What needs to be done: Search the entries for the word "NotificationDispatcher" and pull out each line that has it.

Supplied material:
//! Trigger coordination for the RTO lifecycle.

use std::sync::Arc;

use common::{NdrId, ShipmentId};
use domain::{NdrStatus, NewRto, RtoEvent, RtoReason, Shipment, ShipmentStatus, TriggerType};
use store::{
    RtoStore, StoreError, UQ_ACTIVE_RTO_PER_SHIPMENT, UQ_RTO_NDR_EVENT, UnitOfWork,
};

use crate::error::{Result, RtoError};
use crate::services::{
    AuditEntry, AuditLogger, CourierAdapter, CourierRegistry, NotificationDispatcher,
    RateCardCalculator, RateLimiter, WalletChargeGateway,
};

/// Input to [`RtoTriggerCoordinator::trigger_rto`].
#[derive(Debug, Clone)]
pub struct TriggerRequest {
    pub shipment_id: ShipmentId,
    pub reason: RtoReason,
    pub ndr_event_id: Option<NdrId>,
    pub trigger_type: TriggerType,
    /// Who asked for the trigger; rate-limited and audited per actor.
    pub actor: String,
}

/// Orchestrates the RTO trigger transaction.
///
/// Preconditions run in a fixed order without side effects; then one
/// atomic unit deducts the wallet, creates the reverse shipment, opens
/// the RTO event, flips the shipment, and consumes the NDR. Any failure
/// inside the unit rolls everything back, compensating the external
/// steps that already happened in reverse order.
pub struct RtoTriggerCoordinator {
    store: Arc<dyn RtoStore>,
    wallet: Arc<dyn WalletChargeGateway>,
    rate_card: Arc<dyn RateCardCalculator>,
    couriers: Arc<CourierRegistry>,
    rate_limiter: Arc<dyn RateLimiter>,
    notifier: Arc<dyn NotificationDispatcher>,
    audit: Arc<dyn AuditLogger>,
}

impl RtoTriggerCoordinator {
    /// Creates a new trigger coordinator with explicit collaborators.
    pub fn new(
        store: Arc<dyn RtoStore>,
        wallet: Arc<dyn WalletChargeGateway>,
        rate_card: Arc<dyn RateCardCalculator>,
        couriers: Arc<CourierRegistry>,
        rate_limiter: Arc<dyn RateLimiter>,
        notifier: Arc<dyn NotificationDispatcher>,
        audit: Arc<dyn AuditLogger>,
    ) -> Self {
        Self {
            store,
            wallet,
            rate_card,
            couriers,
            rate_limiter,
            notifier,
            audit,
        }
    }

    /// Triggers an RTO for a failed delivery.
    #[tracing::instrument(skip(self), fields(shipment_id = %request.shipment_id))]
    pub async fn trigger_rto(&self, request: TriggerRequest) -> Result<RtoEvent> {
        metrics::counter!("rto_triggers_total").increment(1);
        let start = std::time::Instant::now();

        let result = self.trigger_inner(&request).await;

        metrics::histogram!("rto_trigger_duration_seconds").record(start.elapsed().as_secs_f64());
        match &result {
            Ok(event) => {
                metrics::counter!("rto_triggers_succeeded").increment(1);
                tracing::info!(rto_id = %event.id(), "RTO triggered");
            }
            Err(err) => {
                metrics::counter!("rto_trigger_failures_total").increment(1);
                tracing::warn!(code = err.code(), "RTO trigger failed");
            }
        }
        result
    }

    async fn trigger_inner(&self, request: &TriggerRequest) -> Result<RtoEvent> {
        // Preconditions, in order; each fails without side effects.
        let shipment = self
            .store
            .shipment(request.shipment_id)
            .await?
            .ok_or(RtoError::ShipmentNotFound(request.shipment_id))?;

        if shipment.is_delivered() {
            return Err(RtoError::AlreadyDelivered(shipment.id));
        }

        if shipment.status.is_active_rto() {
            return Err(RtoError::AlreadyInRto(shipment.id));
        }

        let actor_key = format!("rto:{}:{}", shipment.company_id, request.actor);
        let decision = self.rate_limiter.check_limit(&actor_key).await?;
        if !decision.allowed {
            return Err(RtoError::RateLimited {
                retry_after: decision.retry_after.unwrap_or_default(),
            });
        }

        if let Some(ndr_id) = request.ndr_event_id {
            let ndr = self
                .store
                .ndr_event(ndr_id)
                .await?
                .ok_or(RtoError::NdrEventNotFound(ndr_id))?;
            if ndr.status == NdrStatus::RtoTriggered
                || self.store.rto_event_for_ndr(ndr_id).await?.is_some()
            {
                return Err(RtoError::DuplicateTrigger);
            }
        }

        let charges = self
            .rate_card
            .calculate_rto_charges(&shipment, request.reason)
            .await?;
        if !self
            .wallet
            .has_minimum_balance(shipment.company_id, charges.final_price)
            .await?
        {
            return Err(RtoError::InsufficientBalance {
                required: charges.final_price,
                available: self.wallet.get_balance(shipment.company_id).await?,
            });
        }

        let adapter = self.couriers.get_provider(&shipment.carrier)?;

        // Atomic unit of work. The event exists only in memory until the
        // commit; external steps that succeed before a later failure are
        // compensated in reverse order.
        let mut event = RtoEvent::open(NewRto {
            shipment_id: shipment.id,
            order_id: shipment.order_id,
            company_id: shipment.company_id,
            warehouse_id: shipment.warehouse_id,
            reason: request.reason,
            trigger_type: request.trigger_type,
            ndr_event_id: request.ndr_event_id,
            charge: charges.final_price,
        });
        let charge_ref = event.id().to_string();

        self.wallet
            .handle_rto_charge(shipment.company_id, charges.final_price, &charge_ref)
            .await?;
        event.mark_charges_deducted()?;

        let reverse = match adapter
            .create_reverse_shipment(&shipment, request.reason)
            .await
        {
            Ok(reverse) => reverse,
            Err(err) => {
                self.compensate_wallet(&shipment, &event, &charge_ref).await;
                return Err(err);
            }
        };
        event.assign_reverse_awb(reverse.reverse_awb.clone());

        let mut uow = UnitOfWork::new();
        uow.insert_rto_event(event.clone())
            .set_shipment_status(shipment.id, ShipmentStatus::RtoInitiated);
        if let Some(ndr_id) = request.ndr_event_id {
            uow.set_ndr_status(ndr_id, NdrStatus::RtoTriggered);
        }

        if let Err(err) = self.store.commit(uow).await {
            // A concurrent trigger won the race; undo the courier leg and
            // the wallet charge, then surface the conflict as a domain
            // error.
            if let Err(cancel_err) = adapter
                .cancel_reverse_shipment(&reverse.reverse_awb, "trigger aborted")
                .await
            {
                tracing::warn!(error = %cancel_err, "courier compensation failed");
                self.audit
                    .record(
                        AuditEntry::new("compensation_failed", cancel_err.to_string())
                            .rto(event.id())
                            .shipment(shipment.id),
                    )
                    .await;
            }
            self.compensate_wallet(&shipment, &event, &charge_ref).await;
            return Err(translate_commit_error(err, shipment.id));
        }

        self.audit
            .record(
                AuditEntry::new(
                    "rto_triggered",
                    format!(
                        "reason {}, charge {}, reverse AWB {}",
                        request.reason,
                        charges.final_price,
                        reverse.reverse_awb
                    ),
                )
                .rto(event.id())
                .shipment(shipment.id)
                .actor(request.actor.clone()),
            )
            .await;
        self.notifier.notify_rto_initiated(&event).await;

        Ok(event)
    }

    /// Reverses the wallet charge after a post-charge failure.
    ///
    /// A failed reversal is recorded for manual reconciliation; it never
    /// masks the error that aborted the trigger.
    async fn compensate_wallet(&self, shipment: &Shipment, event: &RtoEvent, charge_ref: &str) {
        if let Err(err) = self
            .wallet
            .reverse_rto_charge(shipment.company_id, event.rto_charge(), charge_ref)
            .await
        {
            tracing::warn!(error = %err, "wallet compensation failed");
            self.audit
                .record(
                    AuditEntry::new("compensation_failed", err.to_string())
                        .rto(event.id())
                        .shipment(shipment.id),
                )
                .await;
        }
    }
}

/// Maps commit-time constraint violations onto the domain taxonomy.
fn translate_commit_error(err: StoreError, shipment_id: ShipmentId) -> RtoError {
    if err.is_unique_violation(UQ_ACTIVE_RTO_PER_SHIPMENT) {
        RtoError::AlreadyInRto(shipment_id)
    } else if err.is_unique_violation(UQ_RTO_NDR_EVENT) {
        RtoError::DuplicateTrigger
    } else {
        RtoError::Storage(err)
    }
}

Result of the task:
    AuditEntry, AuditLogger, CourierAdapter, CourierRegistry, NotificationDispatcher,
    notifier: Arc<dyn NotificationDispatcher>,
        notifier: Arc<dyn NotificationDispatcher>,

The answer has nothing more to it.